Nanotechnology has supported breakthrough innovation across many industries yet has been met with mixed stakeholder views. Recently, BSR hosted a member event for pharmaceutical companies to discuss nanotechnology applications in the healthcare sector and to consider the related CSR implications. It was an educational experience to be sure with lectures from two science luminaries: Dr. David Hollinshead, Director Science Policy, AstraZeneca and Mike King, an expert from MATTER—a U.K.-based organization focused on stakeholder engagements surrounding new technology applications and their implications for civil society.

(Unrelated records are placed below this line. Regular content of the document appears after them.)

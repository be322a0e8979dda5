mod request;
mod sync;
mod timeout;
mod worker;

use std::collections::HashMap;
use std::fmt;
use std::sync::Arc;
use std::thread::{self, JoinHandle};

use thiserror::Error;
use tracing::{debug, info, warn};

use crate::cache::PathCache;
use crate::config::{ConfigError, PathfinderConfig};
use crate::geom::{CellCoord, Vec2};
use crate::grid::{GridError, GridModel, TileSource};
use crate::metrics::{Counter, MetricsHandle, PathfinderStats};
use crate::path::Path;

pub use request::RequesterId;

use request::{QueuedPath, RequestId};
use timeout::TimeoutMonitor;
use worker::{SharedState, Worker};

/// Receives the result of one request: `Some(path)` when a route exists,
/// `None` for trivial, unreachable or timed-out requests.
pub type PathCallback = Box<dyn FnOnce(Option<Path>)>;

#[derive(Debug, Error)]
pub enum PathfinderError {
    #[error("invalid pathfinder configuration: {0}")]
    Config(#[from] ConfigError),
    #[error("failed to build walkability grid: {0}")]
    Grid(#[from] GridError),
    #[error("failed to spawn thread {name}: {source}")]
    SpawnThread {
        name: String,
        #[source]
        source: std::io::Error,
    },
}

struct PendingRequest {
    request: Arc<QueuedPath>,
    callback: PathCallback,
}

/// Asynchronous pathfinding service over one immutable grid.
///
/// Searches run on background workers; results come back through
/// [`update`](Self::update), which the owner calls once per tick on its own
/// thread. Callbacks and the path cache never leave that thread.
pub struct Pathfinder {
    grid: Arc<GridModel>,
    config: PathfinderConfig,
    shared: Arc<SharedState>,
    watchdogs: Vec<Arc<TimeoutMonitor>>,
    threads: Vec<JoinHandle<()>>,
    pending: HashMap<RequesterId, PendingRequest>,
    cache: PathCache,
    next_request_id: u64,
}

impl Pathfinder {
    pub fn new(grid: GridModel, config: PathfinderConfig) -> Result<Self, PathfinderError> {
        config.validate()?;

        let mut pathfinder = Self {
            grid: Arc::new(grid),
            cache: PathCache::new(config.max_cached_paths),
            shared: Arc::new(SharedState::new(MetricsHandle::default())),
            watchdogs: Vec::new(),
            threads: Vec::new(),
            pending: HashMap::new(),
            next_request_id: 0,
            config,
        };
        // A failed spawn drops `pathfinder`, which stops and joins whatever
        // already started.
        for index in 0..pathfinder.config.worker_count {
            pathfinder.spawn_worker(index)?;
        }

        info!(
            worker_count = pathfinder.config.worker_count,
            max_cached_paths = pathfinder.config.max_cached_paths,
            search_timeout_ms = pathfinder.config.search_timeout_ms.unwrap_or_default(),
            max_steps_per_slice = pathfinder.config.max_steps_per_slice,
            tile_count = pathfinder.grid.tile_count(),
            "pathfinder_started"
        );
        Ok(pathfinder)
    }

    pub fn from_source(
        source: &impl TileSource,
        config: PathfinderConfig,
    ) -> Result<Self, PathfinderError> {
        let grid = GridModel::from_source(source)?;
        Self::new(grid, config)
    }

    fn spawn_worker(&mut self, index: usize) -> Result<(), PathfinderError> {
        let watchdog = self
            .config
            .search_timeout()
            .map(|budget| Arc::new(TimeoutMonitor::new(budget)));

        if let Some(watchdog) = &watchdog {
            let name = format!("tilepath-watchdog-{index}");
            let monitor = Arc::clone(watchdog);
            let shared = Arc::clone(&self.shared);
            let handle = spawn_named(name, move || monitor.watch(&shared))?;
            self.watchdogs.push(Arc::clone(watchdog));
            self.threads.push(handle);
        }

        let worker = Worker {
            index,
            grid: Arc::clone(&self.grid),
            shared: Arc::clone(&self.shared),
            watchdog,
            idle_sleep: self.config.idle_sleep(),
            max_steps_per_slice: self.config.max_steps_per_slice,
        };
        let handle = spawn_named(format!("tilepath-worker-{index}"), move || worker.run())?;
        self.threads.push(handle);
        Ok(())
    }

    /// Requests a path from `start` to `end` on behalf of `requester`.
    ///
    /// Positions in the same cell and cached routes are answered before this
    /// returns. Anything else is queued; a previous queued request of the
    /// same requester is cancelled and its callback dropped unused.
    pub fn find_path<F>(&mut self, start: Vec2, end: Vec2, requester: RequesterId, callback: F)
    where
        F: FnOnce(Option<Path>) + 'static,
    {
        let start = CellCoord::from_world(start);
        let end = CellCoord::from_world(end);
        let metrics = self.shared.metrics();
        metrics.record(Counter::RequestsSubmitted);

        if start == end {
            metrics.record(Counter::TrivialRequests);
            debug!(requester = requester.0, "trivial_path_request");
            callback(None);
            return;
        }

        if let Some(path) = self.cache.try_get(start, end) {
            metrics.record(Counter::CacheHits);
            debug!(requester = requester.0, waypoints = path.len(), "path_cache_hit");
            callback(Some(path));
            return;
        }

        let id = RequestId(self.next_request_id);
        self.next_request_id = self.next_request_id.wrapping_add(1);
        let request = QueuedPath::new(id, requester, start, end);

        let previous = self.pending.insert(
            requester,
            PendingRequest {
                request: Arc::clone(&request),
                callback: Box::new(callback),
            },
        );
        if let Some(previous) = previous {
            previous.request.cancel();
            metrics.record(Counter::RequestsCancelled);
            debug!(
                requester = requester.0,
                superseded_request_id = previous.request.id().0,
                "path_request_superseded"
            );
        }

        debug!(
            requester = requester.0,
            request_id = id.0,
            start_x = start.x,
            start_y = start.y,
            end_x = end.x,
            end_y = end.y,
            "path_request_queued"
        );
        self.shared.enqueue(request);
    }

    /// Cancels the in-flight request of `requester`. Its callback is dropped
    /// without being called. Unknown requesters are ignored.
    pub fn cancel_object(&mut self, requester: RequesterId) {
        let Some(pending) = self.pending.remove(&requester) else {
            return;
        };
        pending.request.cancel();
        self.shared.metrics().record(Counter::RequestsCancelled);
        debug!(
            requester = requester.0,
            request_id = pending.request.id().0,
            "path_request_cancelled"
        );
    }

    /// Start and end cells of the request `requester` is still waiting on.
    pub fn try_get_request(&self, requester: RequesterId) -> Option<(CellCoord, CellCoord)> {
        self.pending
            .get(&requester)
            .map(|pending| (pending.request.start(), pending.request.end()))
    }

    /// Delivers every finished search: invokes its callback and caches found
    /// paths. Results of cancelled or superseded requests are discarded.
    /// Never blocks. Returns the number of callbacks invoked.
    pub fn update(&mut self) -> usize {
        let mut delivered = 0;
        while let Some(completion) = self.shared.pop_completion() {
            let request = completion.request;
            let requester = request.requester();
            let is_current = self
                .pending
                .get(&requester)
                .is_some_and(|pending| pending.request.id() == request.id());

            if request.is_cancelled() || !is_current {
                self.shared.metrics().record(Counter::ResultsDiscarded);
                debug!(
                    requester = requester.0,
                    request_id = request.id().0,
                    "path_result_discarded"
                );
                continue;
            }
            let Some(pending) = self.pending.remove(&requester) else {
                continue;
            };

            let path = completion.outcome.into_path();
            if let Some(path) = &path {
                self.cache.insert(request.start(), request.end(), path.clone());
            }
            self.shared.metrics().record(Counter::ResultsDelivered);
            (pending.callback)(path);
            delivered += 1;
        }
        delivered
    }

    pub fn grid(&self) -> &GridModel {
        &self.grid
    }

    pub fn config(&self) -> &PathfinderConfig {
        &self.config
    }

    pub fn metrics(&self) -> MetricsHandle {
        self.shared.metrics().clone()
    }

    pub fn stats(&self) -> PathfinderStats {
        self.shared.metrics().snapshot()
    }

    pub fn cached_paths(&self) -> usize {
        self.cache.len()
    }

    /// Requesters still waiting for a callback.
    pub fn pending_requests(&self) -> usize {
        self.pending.len()
    }

    /// Requests not yet picked up by a worker, cancelled ones included.
    pub fn queued_requests(&self) -> usize {
        self.shared.queued_len()
    }

    /// Stops workers and watchdogs and joins their threads. Pending callbacks
    /// are dropped without being called. Idempotent.
    pub fn shutdown(&mut self) {
        if self.threads.is_empty() {
            return;
        }

        self.shared.begin_shutdown();
        for watchdog in &self.watchdogs {
            watchdog.stop();
        }
        let thread_count = self.threads.len();
        for handle in self.threads.drain(..) {
            let name = handle.thread().name().unwrap_or("tilepath").to_owned();
            if handle.join().is_err() {
                warn!(thread = name.as_str(), "pathfinder_thread_panicked");
            }
        }
        self.watchdogs.clear();
        self.pending.clear();

        let stats = self.stats();
        info!(
            thread_count,
            searches_started = stats.searches_started,
            searches_found = stats.searches_found,
            searches_no_path = stats.searches_no_path,
            searches_timed_out = stats.searches_timed_out,
            cache_hits = stats.cache_hits,
            "pathfinder_stopped"
        );
    }
}

impl Drop for Pathfinder {
    fn drop(&mut self) {
        self.shutdown();
    }
}

impl fmt::Debug for Pathfinder {
    fn fmt(&self, f: &mut fmt::Formatter<'_>) -> fmt::Result {
        f.debug_struct("Pathfinder")
            .field("config", &self.config)
            .field("threads", &self.threads.len())
            .field("pending", &self.pending.len())
            .field("cached_paths", &self.cache.len())
            .finish_non_exhaustive()
    }
}

fn spawn_named<F>(name: String, body: F) -> Result<JoinHandle<()>, PathfinderError>
where
    F: FnOnce() + Send + 'static,
{
    thread::Builder::new()
        .name(name.clone())
        .spawn(body)
        .map_err(|source| PathfinderError::SpawnThread { name, source })
}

Compared to the most material issues pharmaceutical companies face—access to medicines, product quality, supply chain, ethics in sales and marketing—nanotechnology is often treated as a horizon issue. While there are some stakeholders with questions around nanotechnology, we learned that the objective science behind nanotechnology stands to bring pharmaceutical companies more opportunities than risks.

Nano means “small”—and the simple fact is that smaller particles have larger surface area and are therefore more quickly absorbed into the blood stream. As Dr. David Hollinshead put it, “Nanomedicines are most likely better medicines.” And already, many pharmaceutical companies have begun utilizing nanotechnology to improve drug delivery and targeting. In oncology, for example, nanomedicines are being tested for their ability to reach cell targets that have otherwise eluded more conventional medicines.

Yet, the nature of this scientific advancement remains surrounded by “unknown unknowns.” And there is a need for companies—in the pharma sector and beyond—to be proactive in the management and communication of this technology. From MATTER’s “Walking with Stakeholders” project, we know that lack of information is itself a source of distrust among stakeholders. As King put it, “It’s not so much that nano is an issue today, but it’s worth managing and watching closely if only to avoid a situation like that in which Monsanto found itself with GM (genetically modified foods).”

So for pharmaceutical companies, the question is not, “Is nano a stakeholder concern?” but rather, “What do we need to learn, and then what do we need to show our stakeholders to gain their trust?”